Weiterhin hat sich in diesem Heft ein Schwerpunkt zu Bibelübersetzungen ergeben, in die hermeneutische Vorentscheidungen, wie sie oben angedeutet sind, massiv eingehen. Fragen sind hier etwa: Was ist eine „gerechte“ Bibelübersetzung (Martin Leutzsch), warum brauchen wir ein Projekt einer solchen Bibelausgabe (Interview mit Hanne Köhler) und: Warum sollte der Gottesname nicht mit „Herr“ übersetzt werden? (Interview zur niederländischen Protestaktion mit Anneke de Vries und Manuela Kalsky). Volkmar Deile analysiert die ökumenische Kältewelle zwischen EKD und Bischofskonferenz, die nun auch über den Gebrauch von Luther- oder Einheitsübersetzung eine fragwürdige Identitätspolitik betreiben. Die Herausgabe einer Kinderbibel, von der Diana Klöpper, Kerstin Schiffner und Johannes Taschner berichten, ist eine Form der Übersetzungsarbeit, die sehr prägend wirken kann.

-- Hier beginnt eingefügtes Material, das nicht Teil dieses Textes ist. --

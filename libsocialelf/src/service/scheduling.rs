//! Post lifecycle operations
//!
//! Everything a caller can do to a post goes through here. Input is checked
//! before any network call; lock checks happen against the provider's
//! current record, never a cached one.

use std::sync::Arc;

use chrono::{DateTime, Utc};
use tracing::info;

use super::events::{Event, EventBus};
use crate::accounts::AccountResolver;
use crate::error::{Result, SocialElfError};
use crate::platforms;
use crate::profiles::{ActingProfile, ProfileDirectory};
use crate::provider::PostingProvider;
use crate::repository::PostRepository;
use crate::timezone::TimezoneResolver;
use crate::types::{
    DeleteAck, Post, PostDraft, PostFilter, PostPage, PostPatch, PostPayload, Timing,
    MAX_CONTENT_BYTES,
};

#[derive(Clone)]
pub struct SchedulingOrchestrator {
    profiles: Arc<dyn ProfileDirectory>,
    accounts: AccountResolver,
    repository: PostRepository,
    timezones: TimezoneResolver,
    event_bus: EventBus,
}

impl SchedulingOrchestrator {
    pub fn new(
        provider: Arc<dyn PostingProvider>,
        profiles: Arc<dyn ProfileDirectory>,
        timezones: TimezoneResolver,
        event_bus: EventBus,
    ) -> Self {
        let accounts = AccountResolver::new(provider.clone());
        Self {
            profiles,
            repository: PostRepository::new(provider, accounts.clone()),
            accounts,
            timezones,
            event_bus,
        }
    }

    pub fn timezones(&self) -> TimezoneResolver {
        self.timezones
    }

    /// Look up a profile together with the timezone its writes use
    pub async fn acting(&self, profile_id: &str) -> Result<ActingProfile> {
        let profile = self.profiles.profile(profile_id).await?;
        let timezone = self.timezones.resolve(profile.timezone.as_deref());
        Ok(ActingProfile { profile, timezone })
    }

    /// Validate, shape, resolve accounts, then create in one provider write
    pub async fn create_post(&self, profile_id: &str, draft: PostDraft) -> Result<Post> {
        validate_content(&draft.content)?;
        if draft.platforms.is_empty() {
            return Err(SocialElfError::Validation(
                "Select at least one platform".to_string(),
            ));
        }
        let timing = draft.timing()?;

        let acting = self.acting(profile_id).await?;
        acting.external_id()?;

        let assembly = platforms::assemble(
            &draft.content,
            &draft.media_items,
            &draft.tags,
            &draft.platforms,
        )?;
        let targets = self
            .accounts
            .resolve_all(&acting.profile, assembly.payloads)
            .await?;

        let payload = PostPayload {
            content: draft.content,
            platforms: targets,
            scheduled_for: match timing {
                Timing::At(instant) => Some(instant),
                Timing::Now | Timing::Draft => None,
            },
            timezone: acting.timezone.name().to_string(),
            publish_now: timing == Timing::Now,
            is_draft: timing == Timing::Draft,
            media_items: assembly.media_items,
            tags: assembly.tags,
        };

        let post = self.repository.create(&payload).await?;
        info!(
            post_id = %post.id,
            profile_id,
            status = %post.status,
            platforms = ?post.platform_names(),
            "post created"
        );
        self.event_bus.emit(Event::PostCreated {
            post_id: post.id.clone(),
            status: post.status,
            platforms: post.platforms.iter().map(|t| t.platform).collect(),
        });
        Ok(post)
    }

    pub async fn get_post(&self, profile_id: &str, post_id: &str) -> Result<Post> {
        self.acting(profile_id).await?;
        self.repository.get(post_id).await
    }

    pub async fn list_posts(&self, profile_id: &str, filter: &PostFilter) -> Result<PostPage> {
        if let (Some(from), Some(until)) = (filter.from, filter.until) {
            if from > until {
                return Err(SocialElfError::Validation(
                    "Date range ends before it starts".to_string(),
                ));
            }
        }
        let acting = self.acting(profile_id).await?;
        self.repository.list(&acting.profile, filter).await
    }

    /// Merge `patch` onto the provider's current record
    pub async fn update_post(
        &self,
        profile_id: &str,
        post_id: &str,
        patch: PostPatch,
    ) -> Result<Post> {
        validate_patch(&patch)?;
        let acting = self.acting(profile_id).await?;

        let post = self
            .repository
            .merge_update(&acting, post_id, &patch)
            .await?;
        let fields = patch.fields();
        info!(post_id, profile_id, fields = ?fields, "post updated");
        self.event_bus.emit(Event::PostUpdated {
            post_id: post.id.clone(),
            fields,
        });
        Ok(post)
    }

    /// Move a post to a new time, leaving every other field as the provider has it
    pub async fn reschedule_post(
        &self,
        profile_id: &str,
        post_id: &str,
        instant: DateTime<Utc>,
    ) -> Result<Post> {
        let acting = self.acting(profile_id).await?;
        let post = self
            .repository
            .merge_update(&acting, post_id, &PostPatch::reschedule(instant))
            .await?;

        info!(post_id, profile_id, scheduled_for = %instant, "post rescheduled");
        self.event_bus.emit(Event::PostRescheduled {
            post_id: post.id.clone(),
            scheduled_for: instant,
        });
        Ok(post)
    }

    pub async fn delete_post(&self, profile_id: &str, post_id: &str) -> Result<DeleteAck> {
        self.acting(profile_id).await?;
        let ack = self.repository.delete(post_id).await?;
        self.event_bus.emit(Event::PostDeleted {
            post_id: ack.post_id.clone(),
        });
        Ok(ack)
    }
}

fn validate_content(content: &str) -> Result<()> {
    if content.trim().is_empty() {
        return Err(SocialElfError::Validation(
            "Content cannot be empty".to_string(),
        ));
    }
    if content.len() > MAX_CONTENT_BYTES {
        return Err(SocialElfError::Validation(format!(
            "Content too large: {} bytes (maximum: {} bytes)",
            content.len(),
            MAX_CONTENT_BYTES
        )));
    }
    Ok(())
}

fn validate_patch(patch: &PostPatch) -> Result<()> {
    if let Some(content) = &patch.content {
        validate_content(content)?;
    }
    if patch.publish_now == Some(true) && patch.is_draft == Some(true) {
        return Err(SocialElfError::Validation(
            "Publish now and draft are mutually exclusive".to_string(),
        ));
    }
    if matches!(&patch.platforms, Some(platforms) if platforms.is_empty()) {
        return Err(SocialElfError::Validation(
            "A post needs at least one platform".to_string(),
        ));
    }
    Ok(())
}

Ein kleiner Schwerpunkt zu Brasilien dokumentiert mit einem Text von Nancy Cardoso Pereira die neue feministische Hermeneutik des Körpers. In einem Interview berichtet Regene Lamb, wie solche theoretischen Themen im Alltag einer befreiungstheologisch orientierten Gemeindepfarrerin im Amazonasgebiet umgesetzt werden. Darauf, dass im Alltag ihrer Gemeinde in Büttelborn Entscheidendes doch aus der Bibel sein muss, geht Christiane Dannemann ein.

Einen Blick auf 30 Jahre linke Bibelauslegung wirft Matthias Ahrens aus der Sicht eines Beteiligten. Seine These ist, dass der vormals eher an den Realien orientierte Ansatz der Sozialgeschichte zunehmend durch die Beschäftigung mit der Bibel als literarischem Zusammenhang ersetzt wird. Welche Konsequenzen das hat, wäre eine spannende Frage, die wir gerne weiter debattieren möchten.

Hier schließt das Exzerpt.